## Task to complete
Which lines in the records below contain the word "FromStr"? Copy each one.
* * *
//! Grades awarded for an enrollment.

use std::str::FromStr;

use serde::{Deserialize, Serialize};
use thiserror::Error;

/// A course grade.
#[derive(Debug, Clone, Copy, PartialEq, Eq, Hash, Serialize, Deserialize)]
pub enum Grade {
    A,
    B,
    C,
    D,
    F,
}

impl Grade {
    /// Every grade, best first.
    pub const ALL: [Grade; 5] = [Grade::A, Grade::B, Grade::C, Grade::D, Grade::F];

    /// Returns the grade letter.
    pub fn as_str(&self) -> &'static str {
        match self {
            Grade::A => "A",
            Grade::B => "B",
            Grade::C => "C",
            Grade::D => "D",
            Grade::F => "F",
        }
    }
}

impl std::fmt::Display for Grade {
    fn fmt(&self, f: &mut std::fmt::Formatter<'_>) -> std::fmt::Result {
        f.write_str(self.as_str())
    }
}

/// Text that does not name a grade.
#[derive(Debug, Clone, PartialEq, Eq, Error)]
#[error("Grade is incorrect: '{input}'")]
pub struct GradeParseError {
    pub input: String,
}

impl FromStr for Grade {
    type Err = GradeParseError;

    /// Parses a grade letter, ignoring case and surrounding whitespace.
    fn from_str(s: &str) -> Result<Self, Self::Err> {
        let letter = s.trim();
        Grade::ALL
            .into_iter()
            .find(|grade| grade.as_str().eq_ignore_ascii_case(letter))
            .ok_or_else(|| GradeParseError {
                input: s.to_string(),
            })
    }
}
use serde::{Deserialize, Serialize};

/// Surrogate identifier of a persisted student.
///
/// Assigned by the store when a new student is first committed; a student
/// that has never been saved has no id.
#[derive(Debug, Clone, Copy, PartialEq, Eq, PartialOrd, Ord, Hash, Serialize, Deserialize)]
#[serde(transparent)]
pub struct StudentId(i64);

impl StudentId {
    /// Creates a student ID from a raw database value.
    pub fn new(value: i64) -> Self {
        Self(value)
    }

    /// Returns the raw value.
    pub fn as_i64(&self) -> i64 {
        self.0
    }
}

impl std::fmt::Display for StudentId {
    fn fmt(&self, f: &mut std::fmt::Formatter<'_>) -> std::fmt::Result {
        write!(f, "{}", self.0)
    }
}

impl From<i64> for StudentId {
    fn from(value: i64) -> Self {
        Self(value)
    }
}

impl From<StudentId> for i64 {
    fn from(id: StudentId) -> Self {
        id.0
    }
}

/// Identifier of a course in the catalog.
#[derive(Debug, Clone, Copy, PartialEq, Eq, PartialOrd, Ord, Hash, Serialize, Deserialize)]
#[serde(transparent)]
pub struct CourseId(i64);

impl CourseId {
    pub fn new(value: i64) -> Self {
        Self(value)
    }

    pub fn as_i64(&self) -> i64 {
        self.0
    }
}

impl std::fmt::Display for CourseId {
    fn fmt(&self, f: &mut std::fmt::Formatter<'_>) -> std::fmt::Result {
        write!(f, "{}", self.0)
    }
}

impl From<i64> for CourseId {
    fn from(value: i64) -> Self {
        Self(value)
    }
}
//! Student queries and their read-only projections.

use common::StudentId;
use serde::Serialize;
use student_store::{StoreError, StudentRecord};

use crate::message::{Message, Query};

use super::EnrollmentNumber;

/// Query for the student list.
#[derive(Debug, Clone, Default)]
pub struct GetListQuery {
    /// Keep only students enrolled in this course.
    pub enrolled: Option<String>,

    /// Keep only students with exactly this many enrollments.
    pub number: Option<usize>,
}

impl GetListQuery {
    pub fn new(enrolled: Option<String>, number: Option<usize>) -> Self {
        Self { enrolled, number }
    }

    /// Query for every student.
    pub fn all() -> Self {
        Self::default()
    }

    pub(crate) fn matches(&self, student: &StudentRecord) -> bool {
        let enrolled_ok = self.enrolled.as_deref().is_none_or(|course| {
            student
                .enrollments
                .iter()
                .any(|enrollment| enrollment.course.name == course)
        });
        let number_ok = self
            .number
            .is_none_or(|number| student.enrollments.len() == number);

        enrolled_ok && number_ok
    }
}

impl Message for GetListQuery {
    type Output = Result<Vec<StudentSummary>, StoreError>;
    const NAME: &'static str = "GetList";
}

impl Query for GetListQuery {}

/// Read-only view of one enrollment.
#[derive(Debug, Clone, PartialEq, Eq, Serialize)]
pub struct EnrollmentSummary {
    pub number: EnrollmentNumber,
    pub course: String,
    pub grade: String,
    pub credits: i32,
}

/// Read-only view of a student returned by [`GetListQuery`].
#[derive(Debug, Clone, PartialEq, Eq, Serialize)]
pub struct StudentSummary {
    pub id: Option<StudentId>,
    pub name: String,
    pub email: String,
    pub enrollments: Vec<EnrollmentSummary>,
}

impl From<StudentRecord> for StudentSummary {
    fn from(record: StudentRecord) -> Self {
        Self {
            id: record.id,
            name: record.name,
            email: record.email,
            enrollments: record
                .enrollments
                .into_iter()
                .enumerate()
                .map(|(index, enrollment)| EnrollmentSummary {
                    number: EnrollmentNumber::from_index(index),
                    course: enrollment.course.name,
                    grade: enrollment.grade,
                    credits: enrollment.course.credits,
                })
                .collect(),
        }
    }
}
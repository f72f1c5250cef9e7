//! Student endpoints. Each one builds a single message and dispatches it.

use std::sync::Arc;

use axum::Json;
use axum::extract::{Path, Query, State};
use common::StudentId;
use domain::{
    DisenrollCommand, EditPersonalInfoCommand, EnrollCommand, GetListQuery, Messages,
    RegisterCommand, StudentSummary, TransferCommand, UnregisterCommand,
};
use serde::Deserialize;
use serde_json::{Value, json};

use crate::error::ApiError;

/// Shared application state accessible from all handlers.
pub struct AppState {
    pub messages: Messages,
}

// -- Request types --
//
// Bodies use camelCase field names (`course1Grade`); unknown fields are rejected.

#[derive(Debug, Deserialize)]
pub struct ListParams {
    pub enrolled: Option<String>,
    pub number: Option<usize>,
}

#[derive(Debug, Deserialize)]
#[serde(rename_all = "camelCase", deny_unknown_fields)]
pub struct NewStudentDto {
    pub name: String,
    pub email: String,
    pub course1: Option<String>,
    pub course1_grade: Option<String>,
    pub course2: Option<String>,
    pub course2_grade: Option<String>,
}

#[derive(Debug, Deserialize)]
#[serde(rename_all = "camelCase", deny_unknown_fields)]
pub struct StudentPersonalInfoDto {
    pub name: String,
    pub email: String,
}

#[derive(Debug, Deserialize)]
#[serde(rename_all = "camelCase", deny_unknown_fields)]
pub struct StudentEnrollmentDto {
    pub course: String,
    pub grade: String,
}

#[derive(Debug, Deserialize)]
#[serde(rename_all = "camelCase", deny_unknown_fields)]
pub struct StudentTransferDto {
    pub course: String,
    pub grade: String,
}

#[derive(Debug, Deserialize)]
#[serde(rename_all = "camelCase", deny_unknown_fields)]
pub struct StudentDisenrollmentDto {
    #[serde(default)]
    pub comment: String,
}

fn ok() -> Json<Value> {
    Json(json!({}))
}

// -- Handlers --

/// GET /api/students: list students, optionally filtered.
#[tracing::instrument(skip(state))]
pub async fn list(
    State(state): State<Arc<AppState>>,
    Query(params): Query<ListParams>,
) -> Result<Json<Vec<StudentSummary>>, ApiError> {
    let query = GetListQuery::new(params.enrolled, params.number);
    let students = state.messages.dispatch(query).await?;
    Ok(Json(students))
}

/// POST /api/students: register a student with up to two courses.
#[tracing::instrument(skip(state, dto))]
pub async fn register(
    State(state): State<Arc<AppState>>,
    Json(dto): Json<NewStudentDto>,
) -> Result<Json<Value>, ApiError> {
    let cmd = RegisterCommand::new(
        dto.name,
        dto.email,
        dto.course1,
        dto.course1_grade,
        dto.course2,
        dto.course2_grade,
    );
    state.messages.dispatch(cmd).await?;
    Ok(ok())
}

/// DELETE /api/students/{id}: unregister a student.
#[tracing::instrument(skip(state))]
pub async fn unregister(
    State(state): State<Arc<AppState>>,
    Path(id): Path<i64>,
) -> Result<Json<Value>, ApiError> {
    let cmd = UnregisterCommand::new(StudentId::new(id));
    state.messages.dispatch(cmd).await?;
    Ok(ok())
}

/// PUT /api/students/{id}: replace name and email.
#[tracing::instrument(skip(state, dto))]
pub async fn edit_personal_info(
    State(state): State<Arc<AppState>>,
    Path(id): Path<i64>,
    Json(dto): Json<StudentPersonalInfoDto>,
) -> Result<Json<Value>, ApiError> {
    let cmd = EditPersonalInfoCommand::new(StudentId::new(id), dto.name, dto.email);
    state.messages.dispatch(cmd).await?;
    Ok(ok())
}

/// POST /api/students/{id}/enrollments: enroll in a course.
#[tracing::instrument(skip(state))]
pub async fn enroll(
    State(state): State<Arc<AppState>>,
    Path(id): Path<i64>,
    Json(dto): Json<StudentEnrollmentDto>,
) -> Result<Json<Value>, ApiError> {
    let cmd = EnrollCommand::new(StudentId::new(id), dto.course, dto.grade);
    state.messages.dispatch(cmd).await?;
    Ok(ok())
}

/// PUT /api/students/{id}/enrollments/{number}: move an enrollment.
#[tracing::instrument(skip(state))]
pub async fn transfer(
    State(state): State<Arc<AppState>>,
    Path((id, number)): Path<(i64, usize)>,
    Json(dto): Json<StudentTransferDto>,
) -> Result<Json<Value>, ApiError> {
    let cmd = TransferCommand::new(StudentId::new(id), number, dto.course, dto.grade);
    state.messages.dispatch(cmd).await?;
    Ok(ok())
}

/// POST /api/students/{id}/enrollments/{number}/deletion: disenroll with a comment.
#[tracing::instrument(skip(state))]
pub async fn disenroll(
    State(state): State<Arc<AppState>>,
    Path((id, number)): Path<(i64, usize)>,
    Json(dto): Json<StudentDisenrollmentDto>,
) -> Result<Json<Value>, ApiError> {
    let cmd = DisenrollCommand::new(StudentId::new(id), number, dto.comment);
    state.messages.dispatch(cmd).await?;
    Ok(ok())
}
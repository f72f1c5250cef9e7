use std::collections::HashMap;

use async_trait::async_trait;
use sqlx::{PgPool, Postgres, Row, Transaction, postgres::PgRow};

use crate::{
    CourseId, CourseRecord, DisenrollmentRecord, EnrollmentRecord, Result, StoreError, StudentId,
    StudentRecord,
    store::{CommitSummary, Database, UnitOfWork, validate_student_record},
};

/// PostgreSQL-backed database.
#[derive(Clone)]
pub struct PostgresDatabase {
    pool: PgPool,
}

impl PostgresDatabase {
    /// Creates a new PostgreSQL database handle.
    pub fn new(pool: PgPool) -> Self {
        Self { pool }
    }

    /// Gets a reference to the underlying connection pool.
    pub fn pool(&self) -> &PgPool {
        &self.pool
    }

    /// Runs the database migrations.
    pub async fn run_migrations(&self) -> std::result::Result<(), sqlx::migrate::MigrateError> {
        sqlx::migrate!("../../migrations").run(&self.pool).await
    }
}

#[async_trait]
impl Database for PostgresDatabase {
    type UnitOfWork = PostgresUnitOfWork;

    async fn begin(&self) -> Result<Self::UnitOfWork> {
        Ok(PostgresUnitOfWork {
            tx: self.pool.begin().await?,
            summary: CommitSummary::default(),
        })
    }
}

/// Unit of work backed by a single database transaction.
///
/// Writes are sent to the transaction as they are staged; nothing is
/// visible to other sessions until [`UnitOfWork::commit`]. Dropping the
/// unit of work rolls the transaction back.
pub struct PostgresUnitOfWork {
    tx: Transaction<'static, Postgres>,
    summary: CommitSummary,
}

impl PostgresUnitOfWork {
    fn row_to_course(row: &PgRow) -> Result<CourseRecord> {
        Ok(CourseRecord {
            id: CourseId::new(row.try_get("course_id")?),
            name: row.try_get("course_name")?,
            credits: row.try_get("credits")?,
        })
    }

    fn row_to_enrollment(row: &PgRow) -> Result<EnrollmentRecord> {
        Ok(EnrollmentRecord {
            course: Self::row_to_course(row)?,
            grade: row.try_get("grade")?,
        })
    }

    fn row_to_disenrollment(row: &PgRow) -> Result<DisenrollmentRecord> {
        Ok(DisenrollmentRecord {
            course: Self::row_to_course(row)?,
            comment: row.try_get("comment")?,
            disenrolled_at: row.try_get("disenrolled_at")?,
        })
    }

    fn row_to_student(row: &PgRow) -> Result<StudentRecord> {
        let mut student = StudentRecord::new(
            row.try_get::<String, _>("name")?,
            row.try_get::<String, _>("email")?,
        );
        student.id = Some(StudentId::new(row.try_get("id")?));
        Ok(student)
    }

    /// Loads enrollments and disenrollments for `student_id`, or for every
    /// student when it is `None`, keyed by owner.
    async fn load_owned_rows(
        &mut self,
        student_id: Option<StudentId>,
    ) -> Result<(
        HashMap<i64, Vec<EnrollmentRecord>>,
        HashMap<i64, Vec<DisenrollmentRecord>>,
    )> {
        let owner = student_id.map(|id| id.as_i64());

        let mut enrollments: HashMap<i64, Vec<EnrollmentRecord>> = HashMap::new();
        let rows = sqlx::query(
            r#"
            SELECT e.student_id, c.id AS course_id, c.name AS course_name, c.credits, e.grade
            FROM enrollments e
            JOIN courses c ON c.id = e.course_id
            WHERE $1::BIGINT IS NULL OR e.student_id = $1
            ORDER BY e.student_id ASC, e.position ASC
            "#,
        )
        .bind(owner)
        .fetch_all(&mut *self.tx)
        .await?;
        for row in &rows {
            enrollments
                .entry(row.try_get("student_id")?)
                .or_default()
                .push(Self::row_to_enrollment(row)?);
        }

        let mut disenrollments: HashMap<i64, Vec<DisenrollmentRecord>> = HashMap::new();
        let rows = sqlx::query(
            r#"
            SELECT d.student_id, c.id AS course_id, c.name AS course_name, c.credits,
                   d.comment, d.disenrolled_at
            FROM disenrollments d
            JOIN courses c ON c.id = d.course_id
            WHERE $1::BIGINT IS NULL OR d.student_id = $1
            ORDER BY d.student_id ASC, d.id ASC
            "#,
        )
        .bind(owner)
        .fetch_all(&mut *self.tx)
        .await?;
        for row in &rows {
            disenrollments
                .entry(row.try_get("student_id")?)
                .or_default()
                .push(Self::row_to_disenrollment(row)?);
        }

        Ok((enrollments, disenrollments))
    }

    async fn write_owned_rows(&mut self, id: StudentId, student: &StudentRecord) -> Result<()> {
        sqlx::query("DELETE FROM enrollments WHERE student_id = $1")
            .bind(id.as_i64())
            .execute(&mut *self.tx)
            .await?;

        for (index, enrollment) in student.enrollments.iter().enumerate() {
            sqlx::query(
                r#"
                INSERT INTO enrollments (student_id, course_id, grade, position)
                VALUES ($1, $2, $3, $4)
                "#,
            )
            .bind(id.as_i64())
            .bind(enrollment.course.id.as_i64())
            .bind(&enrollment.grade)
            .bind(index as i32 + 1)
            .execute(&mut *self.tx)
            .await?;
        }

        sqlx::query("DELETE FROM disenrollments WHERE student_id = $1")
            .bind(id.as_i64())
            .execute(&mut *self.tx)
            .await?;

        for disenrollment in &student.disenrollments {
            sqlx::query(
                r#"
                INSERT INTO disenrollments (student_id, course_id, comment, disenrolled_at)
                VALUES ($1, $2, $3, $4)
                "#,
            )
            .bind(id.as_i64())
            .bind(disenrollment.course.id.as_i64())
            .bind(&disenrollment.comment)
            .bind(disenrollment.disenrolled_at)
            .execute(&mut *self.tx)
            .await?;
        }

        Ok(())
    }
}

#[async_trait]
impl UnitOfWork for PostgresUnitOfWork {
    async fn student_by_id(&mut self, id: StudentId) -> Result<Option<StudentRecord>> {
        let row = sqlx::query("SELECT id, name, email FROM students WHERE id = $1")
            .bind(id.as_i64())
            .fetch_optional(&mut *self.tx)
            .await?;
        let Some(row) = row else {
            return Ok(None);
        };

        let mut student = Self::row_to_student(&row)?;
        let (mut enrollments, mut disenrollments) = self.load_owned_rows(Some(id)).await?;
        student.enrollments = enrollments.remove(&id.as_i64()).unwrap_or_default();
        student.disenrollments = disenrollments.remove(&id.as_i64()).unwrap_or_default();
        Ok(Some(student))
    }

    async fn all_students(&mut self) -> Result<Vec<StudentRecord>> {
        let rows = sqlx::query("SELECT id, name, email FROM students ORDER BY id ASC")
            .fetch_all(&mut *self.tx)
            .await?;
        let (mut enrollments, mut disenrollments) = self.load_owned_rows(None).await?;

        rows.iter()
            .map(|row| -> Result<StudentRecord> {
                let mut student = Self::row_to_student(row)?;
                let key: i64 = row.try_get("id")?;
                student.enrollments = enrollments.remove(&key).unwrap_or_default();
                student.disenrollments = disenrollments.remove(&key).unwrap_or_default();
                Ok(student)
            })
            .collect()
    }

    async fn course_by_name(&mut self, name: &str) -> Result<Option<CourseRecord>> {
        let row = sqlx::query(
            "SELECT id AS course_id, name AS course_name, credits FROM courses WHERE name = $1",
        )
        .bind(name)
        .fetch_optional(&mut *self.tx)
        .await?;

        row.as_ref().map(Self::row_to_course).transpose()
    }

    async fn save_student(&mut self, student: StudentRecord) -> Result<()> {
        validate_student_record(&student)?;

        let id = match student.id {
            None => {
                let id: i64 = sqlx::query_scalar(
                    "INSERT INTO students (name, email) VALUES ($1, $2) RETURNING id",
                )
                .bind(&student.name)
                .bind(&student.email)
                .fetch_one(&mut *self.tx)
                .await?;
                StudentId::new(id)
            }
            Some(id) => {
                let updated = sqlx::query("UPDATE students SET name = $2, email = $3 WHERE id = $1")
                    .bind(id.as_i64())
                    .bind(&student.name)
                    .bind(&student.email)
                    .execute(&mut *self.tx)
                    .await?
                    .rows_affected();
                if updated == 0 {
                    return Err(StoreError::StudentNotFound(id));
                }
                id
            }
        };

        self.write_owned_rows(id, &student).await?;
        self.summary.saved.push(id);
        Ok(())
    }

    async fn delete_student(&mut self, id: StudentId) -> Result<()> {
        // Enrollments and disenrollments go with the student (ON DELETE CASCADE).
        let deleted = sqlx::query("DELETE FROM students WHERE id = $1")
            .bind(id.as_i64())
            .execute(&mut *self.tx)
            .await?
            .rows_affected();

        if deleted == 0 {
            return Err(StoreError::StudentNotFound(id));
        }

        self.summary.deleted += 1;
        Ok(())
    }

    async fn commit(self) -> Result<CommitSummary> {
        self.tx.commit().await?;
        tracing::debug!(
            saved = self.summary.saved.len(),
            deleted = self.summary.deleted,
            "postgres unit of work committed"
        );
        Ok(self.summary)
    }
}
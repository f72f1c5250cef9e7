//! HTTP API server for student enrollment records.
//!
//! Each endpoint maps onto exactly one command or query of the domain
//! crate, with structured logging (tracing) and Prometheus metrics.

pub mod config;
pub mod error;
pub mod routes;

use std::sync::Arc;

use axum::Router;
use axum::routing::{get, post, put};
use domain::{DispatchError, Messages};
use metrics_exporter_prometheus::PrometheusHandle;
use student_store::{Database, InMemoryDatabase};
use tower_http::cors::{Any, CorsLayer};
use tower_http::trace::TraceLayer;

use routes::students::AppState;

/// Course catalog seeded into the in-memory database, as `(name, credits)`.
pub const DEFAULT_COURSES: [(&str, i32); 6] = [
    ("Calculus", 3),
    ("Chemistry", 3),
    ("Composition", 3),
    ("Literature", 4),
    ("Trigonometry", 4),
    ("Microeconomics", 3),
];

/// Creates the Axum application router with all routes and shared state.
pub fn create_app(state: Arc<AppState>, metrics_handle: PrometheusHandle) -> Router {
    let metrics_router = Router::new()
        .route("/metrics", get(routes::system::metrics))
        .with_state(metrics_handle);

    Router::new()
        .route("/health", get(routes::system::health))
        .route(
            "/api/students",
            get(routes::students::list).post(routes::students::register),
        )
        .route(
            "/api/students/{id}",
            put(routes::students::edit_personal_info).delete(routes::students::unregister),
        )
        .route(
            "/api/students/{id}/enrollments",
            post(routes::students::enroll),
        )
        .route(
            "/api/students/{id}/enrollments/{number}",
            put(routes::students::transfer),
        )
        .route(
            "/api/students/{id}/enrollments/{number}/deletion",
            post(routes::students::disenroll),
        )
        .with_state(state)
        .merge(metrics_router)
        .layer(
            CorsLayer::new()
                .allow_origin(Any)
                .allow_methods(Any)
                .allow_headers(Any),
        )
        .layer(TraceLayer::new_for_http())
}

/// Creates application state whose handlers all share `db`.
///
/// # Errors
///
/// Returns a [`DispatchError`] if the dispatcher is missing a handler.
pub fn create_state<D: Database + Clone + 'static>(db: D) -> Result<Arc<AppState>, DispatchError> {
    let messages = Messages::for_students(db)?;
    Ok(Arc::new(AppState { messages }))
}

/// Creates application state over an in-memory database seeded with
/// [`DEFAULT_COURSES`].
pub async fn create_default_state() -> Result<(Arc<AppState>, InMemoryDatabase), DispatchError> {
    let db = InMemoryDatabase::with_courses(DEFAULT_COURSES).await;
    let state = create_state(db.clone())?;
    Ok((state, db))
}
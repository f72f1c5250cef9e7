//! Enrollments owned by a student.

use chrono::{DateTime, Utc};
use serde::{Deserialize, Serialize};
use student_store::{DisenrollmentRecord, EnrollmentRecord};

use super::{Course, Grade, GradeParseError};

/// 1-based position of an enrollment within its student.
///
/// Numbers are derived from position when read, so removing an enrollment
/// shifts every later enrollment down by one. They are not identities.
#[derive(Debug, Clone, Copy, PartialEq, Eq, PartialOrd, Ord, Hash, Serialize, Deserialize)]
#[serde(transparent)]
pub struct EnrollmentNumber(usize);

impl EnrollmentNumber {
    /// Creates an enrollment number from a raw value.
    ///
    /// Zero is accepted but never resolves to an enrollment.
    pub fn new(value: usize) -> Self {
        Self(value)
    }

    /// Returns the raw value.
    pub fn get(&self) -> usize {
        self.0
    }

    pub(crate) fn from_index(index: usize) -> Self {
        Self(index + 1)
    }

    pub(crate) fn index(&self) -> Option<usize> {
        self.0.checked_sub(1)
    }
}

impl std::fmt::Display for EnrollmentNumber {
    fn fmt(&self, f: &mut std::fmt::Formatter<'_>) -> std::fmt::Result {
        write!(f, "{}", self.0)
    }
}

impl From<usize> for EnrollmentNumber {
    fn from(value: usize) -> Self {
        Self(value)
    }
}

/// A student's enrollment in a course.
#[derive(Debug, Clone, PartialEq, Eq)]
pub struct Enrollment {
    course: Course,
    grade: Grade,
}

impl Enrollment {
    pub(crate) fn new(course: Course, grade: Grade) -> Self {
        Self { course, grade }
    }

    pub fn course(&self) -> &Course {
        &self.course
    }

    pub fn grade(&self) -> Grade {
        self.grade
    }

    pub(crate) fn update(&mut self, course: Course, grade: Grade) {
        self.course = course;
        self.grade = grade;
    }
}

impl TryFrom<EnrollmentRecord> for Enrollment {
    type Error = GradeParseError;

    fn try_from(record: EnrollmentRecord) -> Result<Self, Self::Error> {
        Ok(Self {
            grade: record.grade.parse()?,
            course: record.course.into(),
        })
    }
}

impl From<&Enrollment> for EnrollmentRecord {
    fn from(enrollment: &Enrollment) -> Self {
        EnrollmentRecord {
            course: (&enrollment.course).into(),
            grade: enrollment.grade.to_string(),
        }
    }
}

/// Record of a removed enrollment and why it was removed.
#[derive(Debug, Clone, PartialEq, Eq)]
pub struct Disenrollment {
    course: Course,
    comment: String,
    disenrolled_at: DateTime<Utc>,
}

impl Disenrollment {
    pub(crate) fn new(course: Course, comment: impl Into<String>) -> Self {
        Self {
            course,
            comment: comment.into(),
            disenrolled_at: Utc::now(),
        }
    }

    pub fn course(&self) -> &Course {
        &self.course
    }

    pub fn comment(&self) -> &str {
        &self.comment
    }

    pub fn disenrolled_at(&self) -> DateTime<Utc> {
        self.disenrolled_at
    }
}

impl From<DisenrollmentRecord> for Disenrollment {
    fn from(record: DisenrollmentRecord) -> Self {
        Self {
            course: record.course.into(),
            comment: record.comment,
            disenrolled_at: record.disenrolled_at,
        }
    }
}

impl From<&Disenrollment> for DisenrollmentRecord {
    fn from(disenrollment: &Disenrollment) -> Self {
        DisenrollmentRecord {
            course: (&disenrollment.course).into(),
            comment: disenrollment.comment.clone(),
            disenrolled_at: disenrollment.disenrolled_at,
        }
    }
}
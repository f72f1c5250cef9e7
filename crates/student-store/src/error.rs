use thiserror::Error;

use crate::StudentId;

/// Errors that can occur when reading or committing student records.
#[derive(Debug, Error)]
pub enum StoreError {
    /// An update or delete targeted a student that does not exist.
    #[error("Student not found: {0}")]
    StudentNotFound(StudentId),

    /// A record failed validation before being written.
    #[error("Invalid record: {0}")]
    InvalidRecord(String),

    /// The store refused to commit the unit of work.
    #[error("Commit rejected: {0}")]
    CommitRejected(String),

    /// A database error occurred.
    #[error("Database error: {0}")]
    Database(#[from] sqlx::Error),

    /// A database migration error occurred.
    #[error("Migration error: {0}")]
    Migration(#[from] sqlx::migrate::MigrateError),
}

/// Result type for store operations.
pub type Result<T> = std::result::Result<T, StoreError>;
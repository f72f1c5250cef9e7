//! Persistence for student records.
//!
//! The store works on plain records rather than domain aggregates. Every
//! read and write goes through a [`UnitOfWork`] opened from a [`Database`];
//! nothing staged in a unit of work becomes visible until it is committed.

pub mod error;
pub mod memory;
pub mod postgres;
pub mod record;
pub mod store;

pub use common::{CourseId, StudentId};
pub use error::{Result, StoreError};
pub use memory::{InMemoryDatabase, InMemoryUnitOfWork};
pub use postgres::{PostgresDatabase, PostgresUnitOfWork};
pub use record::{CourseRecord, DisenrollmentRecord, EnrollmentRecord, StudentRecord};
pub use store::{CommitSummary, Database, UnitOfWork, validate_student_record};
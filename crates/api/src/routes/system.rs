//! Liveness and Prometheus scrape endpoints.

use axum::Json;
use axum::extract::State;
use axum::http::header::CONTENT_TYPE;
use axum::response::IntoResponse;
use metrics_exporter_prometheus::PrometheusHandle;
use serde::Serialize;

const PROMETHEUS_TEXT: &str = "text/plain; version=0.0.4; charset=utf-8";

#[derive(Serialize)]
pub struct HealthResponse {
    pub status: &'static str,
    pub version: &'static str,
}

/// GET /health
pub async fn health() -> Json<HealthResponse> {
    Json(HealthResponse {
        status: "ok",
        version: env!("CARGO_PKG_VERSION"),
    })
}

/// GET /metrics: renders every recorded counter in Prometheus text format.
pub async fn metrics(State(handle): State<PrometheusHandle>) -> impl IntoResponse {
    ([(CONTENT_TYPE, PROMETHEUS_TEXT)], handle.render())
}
* * *
## Solution
use std::str::FromStr;
impl FromStr for Grade {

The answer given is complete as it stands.